--- WHAT IS NEEDED ---
Give the records again, every one, exactly.

***** SUPPLIED DATA

use thiserror::Error;

#[derive(Error, Debug, Clone, PartialEq, Eq)]
pub enum SelectorError {
    #[error("no clubs available")]
    EmptyBag,
    #[error("parse error: {0}")]
    Parse(String),
    #[error("not found: {0}")]
    NotFound(String),
    #[error("config error: {0}")]
    Config(String),
    #[error("{0}")]
    Other(String),
}

impl From<serde_json::Error> for SelectorError {
    fn from(err: serde_json::Error) -> Self {
        Self::Parse(err.to_string())
    }
}

impl From<std::io::Error> for SelectorError {
    fn from(err: std::io::Error) -> Self {
        Self::Other(err.to_string())
    }
}

impl From<String> for SelectorError {
    fn from(err: String) -> Self {
        Self::Other(err)
    }
}

impl From<&str> for SelectorError {
    fn from(err: &str) -> Self {
        Self::Other(err.to_string())
    }
}
/// Round half toward positive infinity, the way browsers round for display.
#[must_use]
pub fn round_half_up(n: f64) -> i64 {
    #[allow(clippy::cast_possible_truncation)]
    let rounded = (n + 0.5).floor() as i64;
    rounded
}

#[must_use]
pub fn format_meters(n: f64) -> String {
    format!("{} m", round_half_up(n))
}

/// Adjustments read as `+12 m` / `-10 m`.
#[must_use]
pub fn format_signed_meters(n: f64) -> String {
    let sign = if n >= 0.0 { "+" } else { "" };
    format!("{sign}{}", format_meters(n))
}

#[must_use]
pub fn format_pct(n: f64) -> String {
    format!("{}%", round_half_up(n))
}
use crate::digest::{hash_with, Digest, HashAlgorithm};
use crate::entropy::EntropySource;
use crate::error::Result;
use crate::keys::{Curve, KeyPair, PublicKey};
use crate::signature::Signature;
use crate::signer::{sign_digest, NonceMode};
use crate::verifier::verify_digest;

/// The keygen / hash / sign / verify boundary the CLI talks to.
pub trait SignEngine: Send + Sync + 'static {
    fn curve(&self) -> Curve;

    /// Generate a fresh key pair from `entropy`.
    fn generate_keys(&self, entropy: &mut dyn EntropySource) -> Result<KeyPair>;

    /// Hash a message into the digest that gets signed.
    fn digest(&self, message: &[u8]) -> Digest;

    /// Sign a digest. The entropy source may be ignored by deterministic engines.
    fn sign(
        &self,
        key: &KeyPair,
        digest: &Digest,
        entropy: &mut dyn EntropySource,
    ) -> Result<Signature>;

    /// Check a signature. Never fails, only answers.
    fn verify(&self, public_key: &PublicKey, digest: &Digest, signature: &Signature) -> bool;
}

/// ECDSA over P-256 with a configurable prehash and nonce mode.
#[derive(Clone, Copy, Debug, PartialEq, Eq)]
pub struct P256Engine {
    pub hash: HashAlgorithm,
    pub nonce_mode: NonceMode,
}

impl P256Engine {
    pub const fn new(hash: HashAlgorithm, nonce_mode: NonceMode) -> Self {
        Self { hash, nonce_mode }
    }
}

impl Default for P256Engine {
    fn default() -> Self {
        ENGINE
    }
}

impl SignEngine for P256Engine {
    fn curve(&self) -> Curve {
        Curve::P256
    }

    fn generate_keys(&self, entropy: &mut dyn EntropySource) -> Result<KeyPair> {
        KeyPair::generate(self.curve(), entropy)
    }

    fn digest(&self, message: &[u8]) -> Digest {
        hash_with(self.hash, message)
    }

    fn sign(
        &self,
        key: &KeyPair,
        digest: &Digest,
        entropy: &mut dyn EntropySource,
    ) -> Result<Signature> {
        sign_digest(key, digest, entropy, self.nonce_mode)
    }

    fn verify(&self, public_key: &PublicKey, digest: &Digest, signature: &Signature) -> bool {
        verify_digest(public_key, digest, signature)
    }
}

/// Default engine: SHA-256 prehash, hedged RFC 6979 nonces.
pub static ENGINE: P256Engine = P256Engine::new(HashAlgorithm::Sha256, NonceMode::Hedged);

**********

--- EXERCISE ANSWER ---
use thiserror::Error;

#[derive(Error, Debug, Clone, PartialEq, Eq)]
pub enum SelectorError {
    #[error("no clubs available")]
    EmptyBag,
    #[error("parse error: {0}")]
    Parse(String),
    #[error("not found: {0}")]
    NotFound(String),
    #[error("config error: {0}")]
    Config(String),
    #[error("{0}")]
    Other(String),
}

impl From<serde_json::Error> for SelectorError {
    fn from(err: serde_json::Error) -> Self {
        Self::Parse(err.to_string())
    }
}

impl From<std::io::Error> for SelectorError {
    fn from(err: std::io::Error) -> Self {
        Self::Other(err.to_string())
    }
}

impl From<String> for SelectorError {
    fn from(err: String) -> Self {
        Self::Other(err)
    }
}

impl From<&str> for SelectorError {
    fn from(err: &str) -> Self {
        Self::Other(err.to_string())
    }
}
/// Round half toward positive infinity, the way browsers round for display.
#[must_use]
pub fn round_half_up(n: f64) -> i64 {
    #[allow(clippy::cast_possible_truncation)]
    let rounded = (n + 0.5).floor() as i64;
    rounded
}

#[must_use]
pub fn format_meters(n: f64) -> String {
    format!("{} m", round_half_up(n))
}

/// Adjustments read as `+12 m` / `-10 m`.
#[must_use]
pub fn format_signed_meters(n: f64) -> String {
    let sign = if n >= 0.0 { "+" } else { "" };
    format!("{sign}{}", format_meters(n))
}

#[must_use]
pub fn format_pct(n: f64) -> String {
    format!("{}%", round_half_up(n))
}
use crate::digest::{hash_with, Digest, HashAlgorithm};
use crate::entropy::EntropySource;
use crate::error::Result;
use crate::keys::{Curve, KeyPair, PublicKey};
use crate::signature::Signature;
use crate::signer::{sign_digest, NonceMode};
use crate::verifier::verify_digest;

/// The keygen / hash / sign / verify boundary the CLI talks to.
pub trait SignEngine: Send + Sync + 'static {
    fn curve(&self) -> Curve;

    /// Generate a fresh key pair from `entropy`.
    fn generate_keys(&self, entropy: &mut dyn EntropySource) -> Result<KeyPair>;

    /// Hash a message into the digest that gets signed.
    fn digest(&self, message: &[u8]) -> Digest;

    /// Sign a digest. The entropy source may be ignored by deterministic engines.
    fn sign(
        &self,
        key: &KeyPair,
        digest: &Digest,
        entropy: &mut dyn EntropySource,
    ) -> Result<Signature>;

    /// Check a signature. Never fails, only answers.
    fn verify(&self, public_key: &PublicKey, digest: &Digest, signature: &Signature) -> bool;
}

/// ECDSA over P-256 with a configurable prehash and nonce mode.
#[derive(Clone, Copy, Debug, PartialEq, Eq)]
pub struct P256Engine {
    pub hash: HashAlgorithm,
    pub nonce_mode: NonceMode,
}

impl P256Engine {
    pub const fn new(hash: HashAlgorithm, nonce_mode: NonceMode) -> Self {
        Self { hash, nonce_mode }
    }
}

impl Default for P256Engine {
    fn default() -> Self {
        ENGINE
    }
}

impl SignEngine for P256Engine {
    fn curve(&self) -> Curve {
        Curve::P256
    }

    fn generate_keys(&self, entropy: &mut dyn EntropySource) -> Result<KeyPair> {
        KeyPair::generate(self.curve(), entropy)
    }

    fn digest(&self, message: &[u8]) -> Digest {
        hash_with(self.hash, message)
    }

    fn sign(
        &self,
        key: &KeyPair,
        digest: &Digest,
        entropy: &mut dyn EntropySource,
    ) -> Result<Signature> {
        sign_digest(key, digest, entropy, self.nonce_mode)
    }

    fn verify(&self, public_key: &PublicKey, digest: &Digest, signature: &Signature) -> bool {
        verify_digest(public_key, digest, signature)
    }
}

/// Default engine: SHA-256 prehash, hedged RFC 6979 nonces.
pub static ENGINE: P256Engine = P256Engine::new(HashAlgorithm::Sha256, NonceMode::Hedged);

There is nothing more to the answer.